TASK DIRECTIONS |
Show every line of the data that contains the string "level".

------

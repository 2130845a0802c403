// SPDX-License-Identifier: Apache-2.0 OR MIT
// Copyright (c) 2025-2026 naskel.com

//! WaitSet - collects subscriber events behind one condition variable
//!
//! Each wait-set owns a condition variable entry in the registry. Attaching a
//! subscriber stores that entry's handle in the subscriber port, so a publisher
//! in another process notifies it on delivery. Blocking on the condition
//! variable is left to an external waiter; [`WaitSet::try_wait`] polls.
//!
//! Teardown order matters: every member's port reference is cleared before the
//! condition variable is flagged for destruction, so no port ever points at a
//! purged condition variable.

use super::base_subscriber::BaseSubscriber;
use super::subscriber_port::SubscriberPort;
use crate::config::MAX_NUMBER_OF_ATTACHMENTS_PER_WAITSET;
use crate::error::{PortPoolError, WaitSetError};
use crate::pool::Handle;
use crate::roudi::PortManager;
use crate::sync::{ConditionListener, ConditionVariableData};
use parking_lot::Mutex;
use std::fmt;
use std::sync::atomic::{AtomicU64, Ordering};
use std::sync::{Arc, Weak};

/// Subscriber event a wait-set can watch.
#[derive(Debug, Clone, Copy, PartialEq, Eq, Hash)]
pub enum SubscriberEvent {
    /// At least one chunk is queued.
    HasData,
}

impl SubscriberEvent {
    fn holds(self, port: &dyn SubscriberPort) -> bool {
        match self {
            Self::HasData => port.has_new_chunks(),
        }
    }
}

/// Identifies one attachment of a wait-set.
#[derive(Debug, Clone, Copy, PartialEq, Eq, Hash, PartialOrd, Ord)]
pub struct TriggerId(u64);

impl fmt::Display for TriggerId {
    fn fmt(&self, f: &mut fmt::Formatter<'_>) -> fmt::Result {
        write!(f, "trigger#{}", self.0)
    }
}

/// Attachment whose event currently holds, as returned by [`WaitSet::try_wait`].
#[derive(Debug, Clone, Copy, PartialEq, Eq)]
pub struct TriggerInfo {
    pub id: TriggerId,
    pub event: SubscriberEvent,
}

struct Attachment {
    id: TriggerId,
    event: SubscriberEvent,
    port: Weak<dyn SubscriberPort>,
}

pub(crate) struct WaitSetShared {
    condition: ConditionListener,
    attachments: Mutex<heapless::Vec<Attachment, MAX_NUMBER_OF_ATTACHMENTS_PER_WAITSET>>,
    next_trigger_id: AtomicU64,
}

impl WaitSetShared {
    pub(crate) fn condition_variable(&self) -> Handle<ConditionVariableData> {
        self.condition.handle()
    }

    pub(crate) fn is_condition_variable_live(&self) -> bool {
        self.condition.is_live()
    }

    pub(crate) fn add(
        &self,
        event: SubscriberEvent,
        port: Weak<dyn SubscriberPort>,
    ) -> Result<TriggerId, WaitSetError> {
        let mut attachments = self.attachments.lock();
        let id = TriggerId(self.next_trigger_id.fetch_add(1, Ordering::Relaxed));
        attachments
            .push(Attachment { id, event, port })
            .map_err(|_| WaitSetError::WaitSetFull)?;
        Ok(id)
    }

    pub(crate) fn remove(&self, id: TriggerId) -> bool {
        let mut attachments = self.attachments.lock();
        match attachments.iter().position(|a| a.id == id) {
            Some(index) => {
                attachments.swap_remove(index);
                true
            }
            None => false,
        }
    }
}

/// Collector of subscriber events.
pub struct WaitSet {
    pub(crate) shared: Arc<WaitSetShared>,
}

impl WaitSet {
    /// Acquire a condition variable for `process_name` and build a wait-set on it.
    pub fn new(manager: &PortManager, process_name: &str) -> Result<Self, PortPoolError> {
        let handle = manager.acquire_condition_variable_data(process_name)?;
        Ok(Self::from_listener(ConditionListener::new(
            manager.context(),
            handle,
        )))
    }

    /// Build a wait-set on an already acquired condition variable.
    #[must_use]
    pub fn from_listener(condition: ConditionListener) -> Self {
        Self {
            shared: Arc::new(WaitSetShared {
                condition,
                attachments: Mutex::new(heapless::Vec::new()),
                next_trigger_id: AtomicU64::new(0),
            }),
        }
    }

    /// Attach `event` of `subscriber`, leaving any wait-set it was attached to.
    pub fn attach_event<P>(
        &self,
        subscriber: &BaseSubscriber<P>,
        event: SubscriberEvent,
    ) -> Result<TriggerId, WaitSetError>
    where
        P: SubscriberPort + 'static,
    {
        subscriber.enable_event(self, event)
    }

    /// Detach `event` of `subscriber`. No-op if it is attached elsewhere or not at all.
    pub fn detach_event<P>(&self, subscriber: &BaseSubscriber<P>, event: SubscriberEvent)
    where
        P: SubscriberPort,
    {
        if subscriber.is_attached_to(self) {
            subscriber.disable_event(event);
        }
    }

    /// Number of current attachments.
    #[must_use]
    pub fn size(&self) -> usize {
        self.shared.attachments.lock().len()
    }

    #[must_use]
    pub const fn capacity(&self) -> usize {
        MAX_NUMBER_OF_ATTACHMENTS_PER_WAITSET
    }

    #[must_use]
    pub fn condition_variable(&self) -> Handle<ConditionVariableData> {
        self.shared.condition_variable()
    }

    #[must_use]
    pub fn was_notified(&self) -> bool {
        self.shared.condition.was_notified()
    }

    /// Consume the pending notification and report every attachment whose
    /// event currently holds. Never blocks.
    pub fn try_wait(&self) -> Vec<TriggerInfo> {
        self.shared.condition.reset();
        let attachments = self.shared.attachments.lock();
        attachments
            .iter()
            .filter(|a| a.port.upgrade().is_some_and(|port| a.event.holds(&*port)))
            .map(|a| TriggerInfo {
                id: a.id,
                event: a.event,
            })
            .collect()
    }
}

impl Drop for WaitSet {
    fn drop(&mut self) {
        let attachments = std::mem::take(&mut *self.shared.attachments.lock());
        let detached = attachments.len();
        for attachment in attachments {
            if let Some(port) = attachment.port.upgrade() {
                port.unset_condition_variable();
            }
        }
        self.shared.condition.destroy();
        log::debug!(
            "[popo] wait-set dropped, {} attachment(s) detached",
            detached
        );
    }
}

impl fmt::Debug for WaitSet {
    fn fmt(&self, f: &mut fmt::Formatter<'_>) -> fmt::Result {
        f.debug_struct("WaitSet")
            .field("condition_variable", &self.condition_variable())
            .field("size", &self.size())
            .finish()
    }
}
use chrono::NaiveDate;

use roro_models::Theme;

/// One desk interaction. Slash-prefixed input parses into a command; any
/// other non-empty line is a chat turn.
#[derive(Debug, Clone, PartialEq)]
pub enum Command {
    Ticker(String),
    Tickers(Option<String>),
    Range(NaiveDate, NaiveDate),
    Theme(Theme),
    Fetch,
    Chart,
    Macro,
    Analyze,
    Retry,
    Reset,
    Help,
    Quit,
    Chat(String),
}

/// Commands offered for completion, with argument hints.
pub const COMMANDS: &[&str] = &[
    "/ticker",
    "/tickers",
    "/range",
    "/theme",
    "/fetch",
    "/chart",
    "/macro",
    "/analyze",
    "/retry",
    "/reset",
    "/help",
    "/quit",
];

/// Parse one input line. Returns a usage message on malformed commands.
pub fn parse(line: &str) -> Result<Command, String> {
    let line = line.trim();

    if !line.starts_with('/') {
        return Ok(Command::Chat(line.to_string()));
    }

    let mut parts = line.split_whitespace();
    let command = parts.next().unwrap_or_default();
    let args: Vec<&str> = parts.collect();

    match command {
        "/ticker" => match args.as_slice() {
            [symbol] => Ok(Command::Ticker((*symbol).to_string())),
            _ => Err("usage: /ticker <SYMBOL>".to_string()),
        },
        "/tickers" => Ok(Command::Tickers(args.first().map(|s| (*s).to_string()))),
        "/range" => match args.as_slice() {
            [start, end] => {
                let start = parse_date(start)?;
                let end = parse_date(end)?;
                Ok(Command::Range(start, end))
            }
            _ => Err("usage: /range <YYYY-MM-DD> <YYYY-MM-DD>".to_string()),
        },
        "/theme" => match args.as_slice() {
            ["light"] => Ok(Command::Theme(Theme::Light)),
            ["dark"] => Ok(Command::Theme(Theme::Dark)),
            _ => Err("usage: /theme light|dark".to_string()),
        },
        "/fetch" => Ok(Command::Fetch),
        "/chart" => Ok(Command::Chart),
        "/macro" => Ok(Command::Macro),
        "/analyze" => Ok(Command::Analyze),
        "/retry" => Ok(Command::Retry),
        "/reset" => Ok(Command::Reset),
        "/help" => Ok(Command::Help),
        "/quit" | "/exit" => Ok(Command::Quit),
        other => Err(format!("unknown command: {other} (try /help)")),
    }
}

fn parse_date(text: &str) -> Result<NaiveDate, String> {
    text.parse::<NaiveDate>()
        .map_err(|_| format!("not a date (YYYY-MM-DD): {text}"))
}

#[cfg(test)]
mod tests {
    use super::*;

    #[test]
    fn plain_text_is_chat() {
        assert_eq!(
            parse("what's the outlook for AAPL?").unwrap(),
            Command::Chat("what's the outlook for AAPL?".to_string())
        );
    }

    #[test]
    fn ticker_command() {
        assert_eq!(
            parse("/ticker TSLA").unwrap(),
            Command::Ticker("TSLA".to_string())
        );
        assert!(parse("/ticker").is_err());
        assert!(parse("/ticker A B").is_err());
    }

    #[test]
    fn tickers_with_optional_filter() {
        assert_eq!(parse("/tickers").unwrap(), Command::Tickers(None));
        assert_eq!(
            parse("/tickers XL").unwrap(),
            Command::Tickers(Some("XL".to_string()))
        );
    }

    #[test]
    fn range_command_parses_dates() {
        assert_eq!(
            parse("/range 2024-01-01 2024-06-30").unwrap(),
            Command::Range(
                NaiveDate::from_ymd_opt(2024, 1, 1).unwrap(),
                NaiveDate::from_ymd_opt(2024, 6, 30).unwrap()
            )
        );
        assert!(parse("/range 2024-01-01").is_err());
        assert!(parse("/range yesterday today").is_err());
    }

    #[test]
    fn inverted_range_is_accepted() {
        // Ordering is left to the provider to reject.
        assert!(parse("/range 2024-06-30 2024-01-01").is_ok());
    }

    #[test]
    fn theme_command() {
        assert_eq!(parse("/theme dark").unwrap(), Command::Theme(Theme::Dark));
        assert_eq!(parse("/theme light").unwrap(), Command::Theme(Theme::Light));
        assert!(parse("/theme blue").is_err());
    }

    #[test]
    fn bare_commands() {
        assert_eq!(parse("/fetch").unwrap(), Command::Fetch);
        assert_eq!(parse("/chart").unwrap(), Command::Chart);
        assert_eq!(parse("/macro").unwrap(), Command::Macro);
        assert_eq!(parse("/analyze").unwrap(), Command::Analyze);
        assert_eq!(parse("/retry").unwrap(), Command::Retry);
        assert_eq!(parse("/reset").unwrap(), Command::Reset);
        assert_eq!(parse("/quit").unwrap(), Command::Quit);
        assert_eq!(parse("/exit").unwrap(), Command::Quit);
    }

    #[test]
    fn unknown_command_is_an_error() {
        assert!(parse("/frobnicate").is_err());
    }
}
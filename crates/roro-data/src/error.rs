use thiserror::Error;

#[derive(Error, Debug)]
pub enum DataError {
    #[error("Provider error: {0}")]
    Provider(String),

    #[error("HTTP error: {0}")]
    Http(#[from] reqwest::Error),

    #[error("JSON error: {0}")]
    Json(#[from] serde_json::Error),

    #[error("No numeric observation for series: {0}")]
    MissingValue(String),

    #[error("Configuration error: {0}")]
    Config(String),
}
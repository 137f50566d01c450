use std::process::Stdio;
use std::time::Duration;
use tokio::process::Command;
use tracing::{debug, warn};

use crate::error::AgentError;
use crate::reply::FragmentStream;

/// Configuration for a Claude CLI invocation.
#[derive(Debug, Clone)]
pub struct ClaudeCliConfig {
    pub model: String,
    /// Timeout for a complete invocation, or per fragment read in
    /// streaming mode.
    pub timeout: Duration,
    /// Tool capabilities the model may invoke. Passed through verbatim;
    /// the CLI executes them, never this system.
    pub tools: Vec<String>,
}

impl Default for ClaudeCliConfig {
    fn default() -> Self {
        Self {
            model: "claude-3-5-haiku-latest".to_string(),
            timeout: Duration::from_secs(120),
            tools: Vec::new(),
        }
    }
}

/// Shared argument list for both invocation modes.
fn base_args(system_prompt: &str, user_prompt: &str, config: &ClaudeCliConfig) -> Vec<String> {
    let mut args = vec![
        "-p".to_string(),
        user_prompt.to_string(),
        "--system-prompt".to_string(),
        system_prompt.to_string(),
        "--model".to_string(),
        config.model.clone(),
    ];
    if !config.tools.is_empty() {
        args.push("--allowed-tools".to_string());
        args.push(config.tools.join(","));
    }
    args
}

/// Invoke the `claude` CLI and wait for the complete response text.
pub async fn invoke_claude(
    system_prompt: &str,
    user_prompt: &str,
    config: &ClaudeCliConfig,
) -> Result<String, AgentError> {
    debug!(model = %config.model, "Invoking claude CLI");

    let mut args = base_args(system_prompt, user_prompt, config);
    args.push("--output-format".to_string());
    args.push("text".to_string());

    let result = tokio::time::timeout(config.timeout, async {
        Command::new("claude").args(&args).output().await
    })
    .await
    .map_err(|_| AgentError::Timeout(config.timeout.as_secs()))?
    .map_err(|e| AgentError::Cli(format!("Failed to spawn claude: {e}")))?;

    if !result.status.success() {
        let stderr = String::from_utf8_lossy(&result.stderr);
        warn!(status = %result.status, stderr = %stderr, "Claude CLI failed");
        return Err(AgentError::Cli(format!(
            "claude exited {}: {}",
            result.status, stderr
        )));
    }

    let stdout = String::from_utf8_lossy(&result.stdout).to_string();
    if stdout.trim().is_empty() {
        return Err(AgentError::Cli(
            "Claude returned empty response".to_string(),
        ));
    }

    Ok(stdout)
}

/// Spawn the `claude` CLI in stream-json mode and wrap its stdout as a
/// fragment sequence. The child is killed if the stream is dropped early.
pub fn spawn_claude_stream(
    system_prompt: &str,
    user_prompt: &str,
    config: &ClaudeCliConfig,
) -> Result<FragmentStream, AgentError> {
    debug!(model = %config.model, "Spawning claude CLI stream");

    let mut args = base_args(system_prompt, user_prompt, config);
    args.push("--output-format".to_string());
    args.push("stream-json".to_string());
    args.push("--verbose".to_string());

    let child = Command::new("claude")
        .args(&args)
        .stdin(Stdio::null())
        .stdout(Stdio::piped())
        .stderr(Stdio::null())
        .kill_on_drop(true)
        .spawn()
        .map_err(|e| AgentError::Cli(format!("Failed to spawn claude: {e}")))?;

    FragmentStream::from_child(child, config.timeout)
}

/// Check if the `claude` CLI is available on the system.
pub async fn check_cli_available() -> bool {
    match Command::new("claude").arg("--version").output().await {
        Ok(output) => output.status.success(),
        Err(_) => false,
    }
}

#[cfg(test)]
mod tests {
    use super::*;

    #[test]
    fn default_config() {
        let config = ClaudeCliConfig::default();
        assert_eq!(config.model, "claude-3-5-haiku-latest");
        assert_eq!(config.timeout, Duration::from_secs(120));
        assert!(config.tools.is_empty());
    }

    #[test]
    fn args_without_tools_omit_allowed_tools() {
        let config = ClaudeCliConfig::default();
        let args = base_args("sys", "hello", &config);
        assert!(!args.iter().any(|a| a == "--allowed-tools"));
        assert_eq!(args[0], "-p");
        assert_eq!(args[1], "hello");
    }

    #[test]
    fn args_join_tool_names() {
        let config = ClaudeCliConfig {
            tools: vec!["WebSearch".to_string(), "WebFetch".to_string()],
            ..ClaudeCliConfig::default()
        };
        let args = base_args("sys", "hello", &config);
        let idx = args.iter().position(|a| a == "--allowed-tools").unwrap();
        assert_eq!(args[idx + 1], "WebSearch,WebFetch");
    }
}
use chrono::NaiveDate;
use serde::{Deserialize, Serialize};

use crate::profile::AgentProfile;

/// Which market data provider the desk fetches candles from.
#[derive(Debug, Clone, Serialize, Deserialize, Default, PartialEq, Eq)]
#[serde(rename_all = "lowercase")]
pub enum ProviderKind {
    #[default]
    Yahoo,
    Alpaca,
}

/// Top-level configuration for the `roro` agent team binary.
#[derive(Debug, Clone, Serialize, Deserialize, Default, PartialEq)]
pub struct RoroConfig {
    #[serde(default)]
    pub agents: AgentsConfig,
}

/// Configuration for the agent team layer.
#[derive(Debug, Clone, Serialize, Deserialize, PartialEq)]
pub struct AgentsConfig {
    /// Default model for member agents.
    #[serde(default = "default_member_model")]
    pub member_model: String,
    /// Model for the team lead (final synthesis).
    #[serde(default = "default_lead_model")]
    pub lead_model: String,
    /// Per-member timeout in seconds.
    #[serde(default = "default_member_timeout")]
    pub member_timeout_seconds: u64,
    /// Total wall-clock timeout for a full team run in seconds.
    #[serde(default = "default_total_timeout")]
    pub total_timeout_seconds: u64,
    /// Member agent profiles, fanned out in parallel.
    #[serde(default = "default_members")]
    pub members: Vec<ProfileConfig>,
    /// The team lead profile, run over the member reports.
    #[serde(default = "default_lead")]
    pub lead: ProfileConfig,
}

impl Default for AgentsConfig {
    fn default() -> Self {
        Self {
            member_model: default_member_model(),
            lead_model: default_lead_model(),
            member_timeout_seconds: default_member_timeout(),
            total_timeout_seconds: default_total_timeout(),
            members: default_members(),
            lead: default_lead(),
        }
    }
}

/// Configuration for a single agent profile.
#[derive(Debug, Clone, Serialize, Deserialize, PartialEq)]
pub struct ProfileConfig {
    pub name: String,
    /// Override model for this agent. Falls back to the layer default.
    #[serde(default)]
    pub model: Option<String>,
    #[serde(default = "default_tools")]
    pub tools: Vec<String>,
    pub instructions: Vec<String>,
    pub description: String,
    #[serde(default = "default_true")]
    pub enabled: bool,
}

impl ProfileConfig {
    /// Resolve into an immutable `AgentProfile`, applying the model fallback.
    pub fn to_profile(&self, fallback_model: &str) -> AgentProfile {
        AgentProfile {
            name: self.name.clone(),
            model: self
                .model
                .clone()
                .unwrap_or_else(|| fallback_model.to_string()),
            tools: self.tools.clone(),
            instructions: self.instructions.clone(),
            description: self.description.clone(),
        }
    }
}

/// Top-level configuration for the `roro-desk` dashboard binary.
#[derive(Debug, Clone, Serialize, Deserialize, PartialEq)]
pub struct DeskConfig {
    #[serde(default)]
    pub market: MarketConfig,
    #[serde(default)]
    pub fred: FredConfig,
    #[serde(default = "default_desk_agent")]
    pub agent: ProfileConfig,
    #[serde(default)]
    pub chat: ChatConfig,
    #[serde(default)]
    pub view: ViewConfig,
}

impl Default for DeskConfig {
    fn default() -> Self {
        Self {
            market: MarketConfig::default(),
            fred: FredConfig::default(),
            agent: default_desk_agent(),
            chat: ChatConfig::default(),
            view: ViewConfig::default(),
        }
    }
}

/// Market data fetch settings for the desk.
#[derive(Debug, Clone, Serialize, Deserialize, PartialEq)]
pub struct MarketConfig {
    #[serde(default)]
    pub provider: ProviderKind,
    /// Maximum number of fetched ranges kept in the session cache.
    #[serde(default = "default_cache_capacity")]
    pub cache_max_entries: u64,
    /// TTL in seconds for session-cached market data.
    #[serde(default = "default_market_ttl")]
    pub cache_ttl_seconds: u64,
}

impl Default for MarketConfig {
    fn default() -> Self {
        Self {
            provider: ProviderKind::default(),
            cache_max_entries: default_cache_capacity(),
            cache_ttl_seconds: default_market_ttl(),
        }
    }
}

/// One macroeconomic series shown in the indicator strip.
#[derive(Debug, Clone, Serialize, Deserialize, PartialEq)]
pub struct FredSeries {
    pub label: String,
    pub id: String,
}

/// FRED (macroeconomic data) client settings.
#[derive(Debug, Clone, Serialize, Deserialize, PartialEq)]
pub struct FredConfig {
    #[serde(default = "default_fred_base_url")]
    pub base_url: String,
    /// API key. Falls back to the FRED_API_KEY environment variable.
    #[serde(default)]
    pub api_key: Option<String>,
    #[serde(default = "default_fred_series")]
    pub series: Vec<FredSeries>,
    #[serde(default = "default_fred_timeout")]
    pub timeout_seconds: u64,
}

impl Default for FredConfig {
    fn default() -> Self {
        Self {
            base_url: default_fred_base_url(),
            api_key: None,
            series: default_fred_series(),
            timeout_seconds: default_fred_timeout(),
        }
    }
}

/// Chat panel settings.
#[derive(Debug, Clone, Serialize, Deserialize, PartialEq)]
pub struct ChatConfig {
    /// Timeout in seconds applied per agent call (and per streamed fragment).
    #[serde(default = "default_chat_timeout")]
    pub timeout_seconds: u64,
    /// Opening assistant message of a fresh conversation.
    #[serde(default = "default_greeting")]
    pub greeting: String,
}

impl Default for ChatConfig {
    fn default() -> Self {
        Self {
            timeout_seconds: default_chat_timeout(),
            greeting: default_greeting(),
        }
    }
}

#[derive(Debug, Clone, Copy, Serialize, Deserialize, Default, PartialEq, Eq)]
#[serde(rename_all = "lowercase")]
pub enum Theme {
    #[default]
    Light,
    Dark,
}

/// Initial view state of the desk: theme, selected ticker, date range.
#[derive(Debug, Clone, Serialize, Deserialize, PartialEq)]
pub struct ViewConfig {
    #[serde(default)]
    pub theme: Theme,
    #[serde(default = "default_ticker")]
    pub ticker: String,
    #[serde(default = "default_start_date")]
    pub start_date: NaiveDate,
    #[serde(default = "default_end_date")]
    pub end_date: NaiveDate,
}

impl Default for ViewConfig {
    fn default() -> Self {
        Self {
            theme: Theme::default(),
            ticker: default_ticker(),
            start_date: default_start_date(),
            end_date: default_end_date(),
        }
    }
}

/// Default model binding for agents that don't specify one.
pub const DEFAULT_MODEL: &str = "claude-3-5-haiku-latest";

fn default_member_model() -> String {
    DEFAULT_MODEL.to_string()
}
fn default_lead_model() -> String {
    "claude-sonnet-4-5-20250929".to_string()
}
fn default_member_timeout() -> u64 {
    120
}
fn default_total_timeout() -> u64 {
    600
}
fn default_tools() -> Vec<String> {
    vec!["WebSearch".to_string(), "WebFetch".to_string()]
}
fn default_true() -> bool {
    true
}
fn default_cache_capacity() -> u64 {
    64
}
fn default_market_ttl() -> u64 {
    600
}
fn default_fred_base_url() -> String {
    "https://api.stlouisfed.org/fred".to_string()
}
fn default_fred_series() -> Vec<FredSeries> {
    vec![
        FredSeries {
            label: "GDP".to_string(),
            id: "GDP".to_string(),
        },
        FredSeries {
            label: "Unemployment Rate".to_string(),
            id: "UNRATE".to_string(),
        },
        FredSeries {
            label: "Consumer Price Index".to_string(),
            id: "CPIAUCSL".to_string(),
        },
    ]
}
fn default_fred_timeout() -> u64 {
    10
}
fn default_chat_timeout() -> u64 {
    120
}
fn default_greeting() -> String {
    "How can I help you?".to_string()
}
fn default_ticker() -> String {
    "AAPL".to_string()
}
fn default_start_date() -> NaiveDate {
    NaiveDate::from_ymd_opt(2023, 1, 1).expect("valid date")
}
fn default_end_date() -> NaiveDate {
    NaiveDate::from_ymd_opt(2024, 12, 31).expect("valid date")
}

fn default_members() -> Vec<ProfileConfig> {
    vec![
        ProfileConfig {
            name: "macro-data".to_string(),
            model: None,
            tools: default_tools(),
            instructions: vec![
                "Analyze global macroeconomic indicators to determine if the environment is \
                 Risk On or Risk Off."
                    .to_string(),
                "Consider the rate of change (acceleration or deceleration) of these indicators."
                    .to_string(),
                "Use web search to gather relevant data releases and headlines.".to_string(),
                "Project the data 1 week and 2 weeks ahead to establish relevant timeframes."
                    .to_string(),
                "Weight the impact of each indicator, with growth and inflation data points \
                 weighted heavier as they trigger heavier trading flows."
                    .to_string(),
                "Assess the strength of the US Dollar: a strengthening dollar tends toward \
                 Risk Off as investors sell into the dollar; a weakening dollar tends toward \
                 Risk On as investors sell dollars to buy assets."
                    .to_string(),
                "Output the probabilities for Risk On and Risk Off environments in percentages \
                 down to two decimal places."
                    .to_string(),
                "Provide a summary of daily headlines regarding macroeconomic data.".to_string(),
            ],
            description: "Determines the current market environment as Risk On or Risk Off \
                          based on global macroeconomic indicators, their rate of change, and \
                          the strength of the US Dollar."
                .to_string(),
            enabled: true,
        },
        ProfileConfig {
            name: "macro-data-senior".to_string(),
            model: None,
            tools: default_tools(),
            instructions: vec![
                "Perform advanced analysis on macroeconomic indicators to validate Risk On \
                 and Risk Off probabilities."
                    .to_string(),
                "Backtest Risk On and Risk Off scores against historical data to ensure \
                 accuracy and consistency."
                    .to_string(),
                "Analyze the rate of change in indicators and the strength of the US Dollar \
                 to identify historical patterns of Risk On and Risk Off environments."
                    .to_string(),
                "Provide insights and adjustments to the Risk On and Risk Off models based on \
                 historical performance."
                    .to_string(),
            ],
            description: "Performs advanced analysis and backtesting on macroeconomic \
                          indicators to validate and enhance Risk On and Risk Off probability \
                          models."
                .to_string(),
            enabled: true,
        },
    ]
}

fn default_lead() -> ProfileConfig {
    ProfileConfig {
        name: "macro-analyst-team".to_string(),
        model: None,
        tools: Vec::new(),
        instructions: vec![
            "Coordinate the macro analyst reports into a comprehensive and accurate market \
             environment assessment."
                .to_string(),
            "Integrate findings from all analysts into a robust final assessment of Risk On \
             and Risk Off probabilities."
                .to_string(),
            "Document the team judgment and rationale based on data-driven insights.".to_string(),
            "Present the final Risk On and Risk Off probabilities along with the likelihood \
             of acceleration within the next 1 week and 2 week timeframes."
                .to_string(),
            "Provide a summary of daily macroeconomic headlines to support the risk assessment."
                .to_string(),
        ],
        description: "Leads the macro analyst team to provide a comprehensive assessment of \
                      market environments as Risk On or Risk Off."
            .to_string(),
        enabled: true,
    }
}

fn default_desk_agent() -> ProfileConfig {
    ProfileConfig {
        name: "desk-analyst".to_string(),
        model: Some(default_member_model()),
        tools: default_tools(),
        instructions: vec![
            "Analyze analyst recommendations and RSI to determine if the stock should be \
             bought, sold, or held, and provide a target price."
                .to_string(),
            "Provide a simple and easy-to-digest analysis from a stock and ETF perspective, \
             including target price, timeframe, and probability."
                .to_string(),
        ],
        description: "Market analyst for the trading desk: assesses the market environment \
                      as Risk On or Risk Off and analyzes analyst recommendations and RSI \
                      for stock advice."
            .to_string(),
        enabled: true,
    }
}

------

RESPONSE BELOW |
/// Top-level configuration for the `roro` agent team binary.
/// Top-level configuration for the `roro-desk` dashboard binary.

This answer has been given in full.